** EXERCISE INPUT follows **
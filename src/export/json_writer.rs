use std::fs;
use std::path::Path;

use serde_json::json;
use tracing::debug;

use crate::error::{MeshForgeError, Result};
use crate::overlay::OverlayGeometry;
use crate::types::{compute_bounding_box, MeshBuffers};

/// Write mesh buffers (and overlay geometry, when present) as a
/// pretty-printed JSON document.
///
/// Absent attribute buffers are left out of the document rather than written
/// as empty arrays.
pub fn write_json(
    mesh: &MeshBuffers,
    overlay: Option<&OverlayGeometry>,
    path: &Path,
) -> Result<()> {
    let mut doc = json!({
        "asset": {
            "generator": "mesh-forge",
            "version": env!("CARGO_PKG_VERSION"),
        },
        "mesh": {
            "vertexCount": mesh.vertex_count(),
            "triangleCount": mesh.triangle_count(),
            "positions": mesh.positions,
            "indices": mesh.indices,
        },
    });

    if mesh.has_normals() {
        doc["mesh"]["normals"] = json!(mesh.normals);
    }
    if mesh.has_uvs() {
        doc["mesh"]["uvs"] = json!(mesh.uvs);
    }
    if mesh.has_colors() {
        doc["mesh"]["colors"] = json!(mesh.colors);
    }
    if mesh.has_tangents() {
        doc["mesh"]["tangents"] = json!(mesh.tangents);
    }

    if let Some(bb) = compute_bounding_box(mesh) {
        doc["mesh"]["bounds"] = json!({
            "min": bb.min.to_array(),
            "max": bb.max.to_array(),
        });
    }

    if let Some(overlay) = overlay {
        doc["overlay"] = serde_json::to_value(overlay)
            .map_err(|e| MeshForgeError::Output(format!("Failed to serialize overlay: {e}")))?;
    }

    let json_string = serde_json::to_string_pretty(&doc)
        .map_err(|e| MeshForgeError::Output(format!("Failed to serialize mesh: {e}")))?;

    fs::write(path, &json_string)
        .map_err(|e| MeshForgeError::Output(format!("Failed to write {}: {e}", path.display())))?;

    debug!(path = %path.display(), bytes = json_string.len(), "Wrote JSON");
    Ok(())
}
pub mod json_writer;
pub mod obj_writer;

use std::fs;
use std::path::{Path, PathBuf};

use tracing::info;

use crate::error::{MeshForgeError, Result};
use crate::overlay::OverlayGeometry;
use crate::types::MeshBuffers;

/// Supported output formats.
#[derive(Debug, Clone, Copy, PartialEq, Eq, clap::ValueEnum)]
pub enum OutputFormat {
    #[value(name = "obj")]
    Obj,
    #[value(name = "json")]
    Json,
}

impl OutputFormat {
    /// Detect format from file extension (case-insensitive).
    pub fn from_path(path: &Path) -> Result<Self> {
        let ext = path
            .extension()
            .and_then(|e| e.to_str())
            .map(|e| e.to_lowercase())
            .unwrap_or_default();

        match ext.as_str() {
            "obj" => Ok(OutputFormat::Obj),
            "json" => Ok(OutputFormat::Json),
            _ => Err(MeshForgeError::Output(format!(
                "Unsupported output format: .{ext}"
            ))),
        }
    }

    pub fn as_str(&self) -> &'static str {
        match self {
            OutputFormat::Obj => "OBJ",
            OutputFormat::Json => "JSON",
        }
    }
}

impl std::fmt::Display for OutputFormat {
    fn fmt(&self, f: &mut std::fmt::Formatter<'_>) -> std::fmt::Result {
        f.write_str(self.as_str())
    }
}

/// Write the mesh (and overlay geometry, when present) to `path`.
///
/// With the OBJ format, overlay lines go to a `<stem>_overlay.obj` sidecar
/// since OBJ has no room for them next to the faces; JSON embeds everything
/// in one document.
pub fn export(
    mesh: &MeshBuffers,
    overlay: Option<&OverlayGeometry>,
    format: OutputFormat,
    path: &Path,
) -> Result<()> {
    if let Some(parent) = path.parent() {
        if !parent.as_os_str().is_empty() {
            fs::create_dir_all(parent)?;
        }
    }

    match format {
        OutputFormat::Obj => {
            obj_writer::write_obj(mesh, path)?;
            if let Some(overlay) = overlay {
                let sidecar = overlay_sidecar_path(path);
                obj_writer::write_overlay_obj(overlay, &sidecar)?;
                info!(path = %sidecar.display(), "Wrote overlay sidecar");
            }
        }
        OutputFormat::Json => json_writer::write_json(mesh, overlay, path)?,
    }

    info!(path = %path.display(), format = %format, "Wrote mesh");
    Ok(())
}

/// Sidecar path for overlay lines: `plane.obj` → `plane_overlay.obj`.
pub fn overlay_sidecar_path(path: &Path) -> PathBuf {
    let stem = path
        .file_stem()
        .and_then(|s| s.to_str())
        .unwrap_or("mesh");
    path.with_file_name(format!("{stem}_overlay.obj"))
}

#[cfg(test)]
mod tests {
    use super::*;

    #[test]
    fn format_detection_obj() {
        assert_eq!(
            OutputFormat::from_path(Path::new("mesh.obj")).unwrap(),
            OutputFormat::Obj
        );
    }

    #[test]
    fn format_detection_json() {
        assert_eq!(
            OutputFormat::from_path(Path::new("mesh.json")).unwrap(),
            OutputFormat::Json
        );
    }

    #[test]
    fn format_detection_case_insensitive() {
        assert_eq!(
            OutputFormat::from_path(Path::new("Mesh.OBJ")).unwrap(),
            OutputFormat::Obj
        );
    }

    #[test]
    fn format_detection_unsupported() {
        assert!(OutputFormat::from_path(Path::new("mesh.stl")).is_err());
        assert!(OutputFormat::from_path(Path::new("mesh")).is_err());
    }

    #[test]
    fn sidecar_path_keeps_directory() {
        let sidecar = overlay_sidecar_path(Path::new("out/plane.obj"));
        assert_eq!(sidecar, PathBuf::from("out/plane_overlay.obj"));
    }
}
** End of EXERCISE INPUT **
When a line contains the string "parent", copy it from the records.

▶ FINISHED EXERCISE
    if let Some(parent) = path.parent() {
        if !parent.as_os_str().is_empty() {
            fs::create_dir_all(parent)?;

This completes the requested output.